◆ WORK TO COMPLETE ◆
Among the entries that follow, find every line with the word "StreamMetadata" and list it.

◆ DATA SECTION ◆
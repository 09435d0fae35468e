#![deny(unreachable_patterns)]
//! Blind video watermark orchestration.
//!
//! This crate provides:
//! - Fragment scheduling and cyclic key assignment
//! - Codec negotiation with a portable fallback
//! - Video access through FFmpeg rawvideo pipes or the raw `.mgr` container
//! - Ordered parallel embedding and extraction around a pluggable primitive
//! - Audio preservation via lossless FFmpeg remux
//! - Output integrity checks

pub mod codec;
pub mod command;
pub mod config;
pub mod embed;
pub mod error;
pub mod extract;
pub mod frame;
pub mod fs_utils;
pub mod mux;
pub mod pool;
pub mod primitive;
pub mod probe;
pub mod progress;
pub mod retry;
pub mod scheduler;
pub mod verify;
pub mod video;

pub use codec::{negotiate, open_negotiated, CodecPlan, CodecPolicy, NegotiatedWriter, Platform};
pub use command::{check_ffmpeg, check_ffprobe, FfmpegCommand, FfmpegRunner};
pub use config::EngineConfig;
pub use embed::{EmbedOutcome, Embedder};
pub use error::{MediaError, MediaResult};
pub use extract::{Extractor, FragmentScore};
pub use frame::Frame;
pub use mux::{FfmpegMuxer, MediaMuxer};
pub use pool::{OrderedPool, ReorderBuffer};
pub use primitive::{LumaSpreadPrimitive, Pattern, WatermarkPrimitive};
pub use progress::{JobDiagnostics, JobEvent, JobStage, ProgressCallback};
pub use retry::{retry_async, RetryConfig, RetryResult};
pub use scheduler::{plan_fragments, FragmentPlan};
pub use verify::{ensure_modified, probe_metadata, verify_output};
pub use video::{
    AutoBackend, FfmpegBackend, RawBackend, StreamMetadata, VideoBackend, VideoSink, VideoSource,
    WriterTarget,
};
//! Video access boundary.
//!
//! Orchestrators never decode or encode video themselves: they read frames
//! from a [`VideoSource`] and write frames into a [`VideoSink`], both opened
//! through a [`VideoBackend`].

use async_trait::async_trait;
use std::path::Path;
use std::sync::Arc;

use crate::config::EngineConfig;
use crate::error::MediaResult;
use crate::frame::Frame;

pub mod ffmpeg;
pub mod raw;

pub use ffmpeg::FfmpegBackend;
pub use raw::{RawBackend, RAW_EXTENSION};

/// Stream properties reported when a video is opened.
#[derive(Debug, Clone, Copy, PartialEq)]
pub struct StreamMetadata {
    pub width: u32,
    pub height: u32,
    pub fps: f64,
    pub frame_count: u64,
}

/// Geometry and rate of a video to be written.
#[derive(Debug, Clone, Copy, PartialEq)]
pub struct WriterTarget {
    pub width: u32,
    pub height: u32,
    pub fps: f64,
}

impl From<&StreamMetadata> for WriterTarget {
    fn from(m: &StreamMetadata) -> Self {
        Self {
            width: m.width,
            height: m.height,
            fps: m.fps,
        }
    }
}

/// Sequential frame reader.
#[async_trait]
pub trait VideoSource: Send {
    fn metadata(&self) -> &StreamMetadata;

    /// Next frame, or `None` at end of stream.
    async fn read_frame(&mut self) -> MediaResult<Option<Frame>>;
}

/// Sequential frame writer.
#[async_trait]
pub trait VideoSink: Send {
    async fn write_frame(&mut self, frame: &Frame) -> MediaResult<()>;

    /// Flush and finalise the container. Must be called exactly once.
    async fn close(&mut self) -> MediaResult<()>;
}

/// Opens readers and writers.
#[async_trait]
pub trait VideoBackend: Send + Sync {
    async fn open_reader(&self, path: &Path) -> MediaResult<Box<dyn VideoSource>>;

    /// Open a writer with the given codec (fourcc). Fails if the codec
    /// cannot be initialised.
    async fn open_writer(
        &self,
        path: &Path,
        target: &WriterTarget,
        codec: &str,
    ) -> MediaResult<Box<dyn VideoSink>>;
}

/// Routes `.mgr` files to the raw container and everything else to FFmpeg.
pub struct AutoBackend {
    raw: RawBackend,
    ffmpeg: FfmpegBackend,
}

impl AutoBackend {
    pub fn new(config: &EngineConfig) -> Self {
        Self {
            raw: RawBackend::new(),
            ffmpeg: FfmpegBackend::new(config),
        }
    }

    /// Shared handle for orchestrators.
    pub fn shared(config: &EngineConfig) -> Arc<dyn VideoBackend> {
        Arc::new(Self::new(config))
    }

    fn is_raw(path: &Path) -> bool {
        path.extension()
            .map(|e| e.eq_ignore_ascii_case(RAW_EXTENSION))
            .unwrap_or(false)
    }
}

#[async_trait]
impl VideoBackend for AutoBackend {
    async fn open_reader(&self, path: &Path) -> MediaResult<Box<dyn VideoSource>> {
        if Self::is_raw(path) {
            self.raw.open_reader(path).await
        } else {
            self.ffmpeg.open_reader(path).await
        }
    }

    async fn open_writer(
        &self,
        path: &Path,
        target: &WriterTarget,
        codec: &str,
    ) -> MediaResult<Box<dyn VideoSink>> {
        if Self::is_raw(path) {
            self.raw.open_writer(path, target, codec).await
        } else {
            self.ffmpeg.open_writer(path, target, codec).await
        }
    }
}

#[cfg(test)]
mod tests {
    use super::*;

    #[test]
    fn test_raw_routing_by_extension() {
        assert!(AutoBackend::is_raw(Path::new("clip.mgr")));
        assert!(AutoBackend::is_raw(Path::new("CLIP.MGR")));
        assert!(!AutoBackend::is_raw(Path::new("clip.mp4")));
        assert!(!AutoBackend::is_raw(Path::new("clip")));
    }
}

◆ FINISHED TASK ◆
    AutoBackend, FfmpegBackend, RawBackend, StreamMetadata, VideoBackend, VideoSink, VideoSource,
pub struct StreamMetadata {
impl From<&StreamMetadata> for WriterTarget {
    fn from(m: &StreamMetadata) -> Self {
    fn metadata(&self) -> &StreamMetadata;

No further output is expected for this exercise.